Another technique I have found to be helpful to lessening resistance within the thorax is the fascial stretching of the pleural sacs of the lungs. This is accomplished by softly anchoring the pleural dome of the lungs and caudally stretching the tissues adjacent to the sternum and just above and below the breast area. The intention here is to assist the sliding of the pleural sacs and to assist the ease of movement between the pericardial and pleural sacs.8 Reducing the resistance within the thoracic cage is the therapeutic goal. If the heart has less resistance to its expansion, it is my conjecture that it's coronary arteries are more likely to expand as well which may reduce the speed or quantity in the build-up of plaques within these crucial arteries.
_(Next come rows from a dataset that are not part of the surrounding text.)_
use chrono::Duration;
use cc_core::model::{Category, CategoryId, CompletionUpdate, Question, QuestionId, UserId};
use cc_core::time::fixed_now;
use storage::sqlite::SqliteRepository;
use storage::{CatalogWriter, CategoryRepository, CompletionRepository, QuestionRepository, StorageError};

async fn connect(name: &str) -> SqliteRepository {
    let repo = SqliteRepository::connect(&format!("sqlite:file:{name}?mode=memory&cache=shared"))
        .await
        .expect("connect");
    repo.migrate().await.expect("migrate");
    repo
}

fn category(id: u128, name: &str, sort_order: i32) -> Category {
    Category::new(CategoryId::from_u128(id), name, None, sort_order, fixed_now()).unwrap()
}

fn question(id: u128, category: u128, active: bool) -> Question {
    Question::new(
        QuestionId::from_u128(id),
        CategoryId::from_u128(category),
        format!("Prompt {id}"),
        active,
        fixed_now(),
        fixed_now(),
    )
    .unwrap()
}

async fn seed_catalog(repo: &SqliteRepository) {
    repo.upsert_category(&category(1, "Past", 20)).await.unwrap();
    repo.upsert_category(&category(2, "Future", 10)).await.unwrap();
    repo.upsert_question(&question(10, 1, true)).await.unwrap();
    repo.upsert_question(&question(11, 1, true)).await.unwrap();
    repo.upsert_question(&question(12, 1, false)).await.unwrap();
    repo.upsert_question(&question(20, 2, true)).await.unwrap();
}

#[tokio::test]
async fn sqlite_lists_categories_by_sort_order() {
    let repo = connect("memdb_categories").await;
    seed_catalog(&repo).await;

    let categories = repo.list_categories().await.unwrap();
    let names: Vec<_> = categories.iter().map(Category::name).collect();
    assert_eq!(names, ["Future", "Past"]);
}

#[tokio::test]
async fn sqlite_active_questions_join_category_name() {
    let repo = connect("memdb_active").await;
    seed_catalog(&repo).await;

    let found = repo
        .active_questions_in(&[CategoryId::from_u128(1)])
        .await
        .unwrap();
    let ids: Vec<_> = found.iter().map(|q| q.id()).collect();
    assert_eq!(ids, [QuestionId::from_u128(10), QuestionId::from_u128(11)]);
    assert!(found.iter().all(|q| q.category_name() == "Past"));

    let both = repo
        .active_questions_in(&[CategoryId::from_u128(1), CategoryId::from_u128(2)])
        .await
        .unwrap();
    assert_eq!(both.len(), 3);
}

#[tokio::test]
async fn sqlite_irregular_row_does_not_break_selection() {
    let repo = connect("memdb_irregular_row").await;
    seed_catalog(&repo).await;

    // Edited outside the app: clock skew left updated_at before created_at.
    let created = fixed_now() + Duration::hours(1);
    sqlx::query(
        "INSERT INTO questions (id, category_id, text, is_active, created_at, updated_at)
         VALUES (?1, ?2, ?3, ?4, ?5, ?6)",
    )
    .bind(QuestionId::from_u128(13).to_string())
    .bind(CategoryId::from_u128(1).to_string())
    .bind("  What surprised you this week?  ")
    .bind(true)
    .bind(created)
    .bind(fixed_now())
    .execute(repo.pool())
    .await
    .unwrap();

    let found = repo
        .active_questions_in(&[CategoryId::from_u128(1)])
        .await
        .unwrap();
    let ids: Vec<_> = found.iter().map(|q| q.id()).collect();
    assert_eq!(
        ids,
        [
            QuestionId::from_u128(10),
            QuestionId::from_u128(11),
            QuestionId::from_u128(13)
        ]
    );
    assert_eq!(found[2].text(), "  What surprised you this week?  ");
    assert!(found[2].question().updated_at() < found[2].question().created_at());
}

#[tokio::test]
async fn sqlite_questions_by_ids_keeps_caller_order_and_skips_missing() {
    let repo = connect("memdb_by_ids").await;
    seed_catalog(&repo).await;

    let found = repo
        .questions_by_ids(&[
            QuestionId::from_u128(20),
            QuestionId::from_u128(999),
            QuestionId::from_u128(12),
        ])
        .await
        .unwrap();
    let ids: Vec<_> = found.iter().map(|q| q.id()).collect();
    assert_eq!(ids, [QuestionId::from_u128(20), QuestionId::from_u128(12)]);
    assert!(!found[1].is_active());
}

#[tokio::test]
async fn sqlite_completion_upsert_is_keyed_by_user_and_question() {
    let repo = connect("memdb_completions").await;
    seed_catalog(&repo).await;
    let user = UserId::from_u128(7);
    let other = UserId::from_u128(8);
    let qid = QuestionId::from_u128(10);

    for (completed, secs) in [(true, 0), (true, 5), (false, 10)] {
        repo.upsert_completion(CompletionUpdate {
            user_id: user,
            question_id: qid,
            completed,
            updated_at: fixed_now() + Duration::seconds(secs),
        })
        .await
        .unwrap();
    }
    repo.upsert_completion(CompletionUpdate {
        user_id: other,
        question_id: qid,
        completed: true,
        updated_at: fixed_now(),
    })
    .await
    .unwrap();

    let marks = repo.completions_for_user(user).await.unwrap();
    assert_eq!(marks.len(), 1);
    assert!(!marks[0].completed);
    assert_eq!(marks[0].updated_at, fixed_now() + Duration::seconds(10));

    let other_marks = repo.completions_for_user(other).await.unwrap();
    assert_eq!(other_marks.len(), 1);
    assert!(other_marks[0].completed);
}

#[tokio::test]
async fn sqlite_completion_for_missing_question_is_not_found() {
    let repo = connect("memdb_missing_question").await;
    seed_catalog(&repo).await;

    let err = repo
        .upsert_completion(CompletionUpdate {
            user_id: UserId::from_u128(1),
            question_id: QuestionId::from_u128(404),
            completed: true,
            updated_at: fixed_now(),
        })
        .await
        .unwrap_err();
    assert!(matches!(err, StorageError::NotFound));
}

#[tokio::test]
async fn sqlite_migrate_is_repeatable() {
    let repo = connect("memdb_migrate_twice").await;
    repo.migrate().await.expect("second migrate");
    assert!(repo.list_categories().await.unwrap().is_empty());
}
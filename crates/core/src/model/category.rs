use chrono::{DateTime, Utc};
use serde::{Deserialize, Serialize};
use thiserror::Error;

use crate::model::ids::CategoryId;

//
// ─── ERRORS ────────────────────────────────────────────────────────────────────
//

#[derive(Debug, Error, Clone, PartialEq, Eq)]
#[non_exhaustive]
pub enum CategoryError {
    #[error("category name cannot be empty")]
    EmptyName,
}

//
// ─── CATEGORY ──────────────────────────────────────────────────────────────────
//

/// A labeled grouping of questions.
///
/// Categories are maintained outside the application and never mutated here.
#[derive(Debug, Clone, PartialEq, Eq, Serialize, Deserialize)]
pub struct Category {
    id: CategoryId,
    name: String,
    description: Option<String>,
    sort_order: i32,
    created_at: DateTime<Utc>,
}

impl Category {
    /// Creates a new Category for writing, e.g. from the seed tool.
    ///
    /// # Errors
    ///
    /// Returns `CategoryError::EmptyName` if name is empty or whitespace-only.
    pub fn new(
        id: CategoryId,
        name: impl Into<String>,
        description: Option<String>,
        sort_order: i32,
        created_at: DateTime<Utc>,
    ) -> Result<Self, CategoryError> {
        let name = name.into();
        if name.trim().is_empty() {
            return Err(CategoryError::EmptyName);
        }

        let description = description
            .map(|d| d.trim().to_owned())
            .filter(|d| !d.is_empty());

        Ok(Self {
            id,
            name: name.trim().to_owned(),
            description,
            sort_order,
            created_at,
        })
    }

    /// Rehydrate a category exactly as the store holds it.
    #[must_use]
    pub fn from_persisted(
        id: CategoryId,
        name: impl Into<String>,
        description: Option<String>,
        sort_order: i32,
        created_at: DateTime<Utc>,
    ) -> Self {
        Self {
            id,
            name: name.into(),
            description,
            sort_order,
            created_at,
        }
    }

    // Accessors
    #[must_use]
    pub fn id(&self) -> CategoryId {
        self.id
    }

    #[must_use]
    pub fn name(&self) -> &str {
        &self.name
    }

    #[must_use]
    pub fn description(&self) -> Option<&str> {
        self.description.as_deref()
    }

    #[must_use]
    pub fn sort_order(&self) -> i32 {
        self.sort_order
    }

    #[must_use]
    pub fn created_at(&self) -> DateTime<Utc> {
        self.created_at
    }
}

/// Sorts categories into presentation order: ascending sort key, then name,
/// then id so equal keys still come out in a stable order.
pub fn sort_for_display(categories: &mut [Category]) {
    categories.sort_by(|a, b| {
        a.sort_order
            .cmp(&b.sort_order)
            .then_with(|| a.name.cmp(&b.name))
            .then_with(|| a.id.cmp(&b.id))
    });
}

//
// ─── TESTS ─────────────────────────────────────────────────────────────────────
//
A river with a steady current has less sediment accumulation. Are our arteries really that different from other natural containers of moving fluid? To reprise, my clinical experience suggests that applying our palpation efforts to the structures "inside" the thoracic cavity is the most efficient way toward easing the tensions that the heart must overcome during its expansion phase. Such efforts positively contribute to "freeing the heart."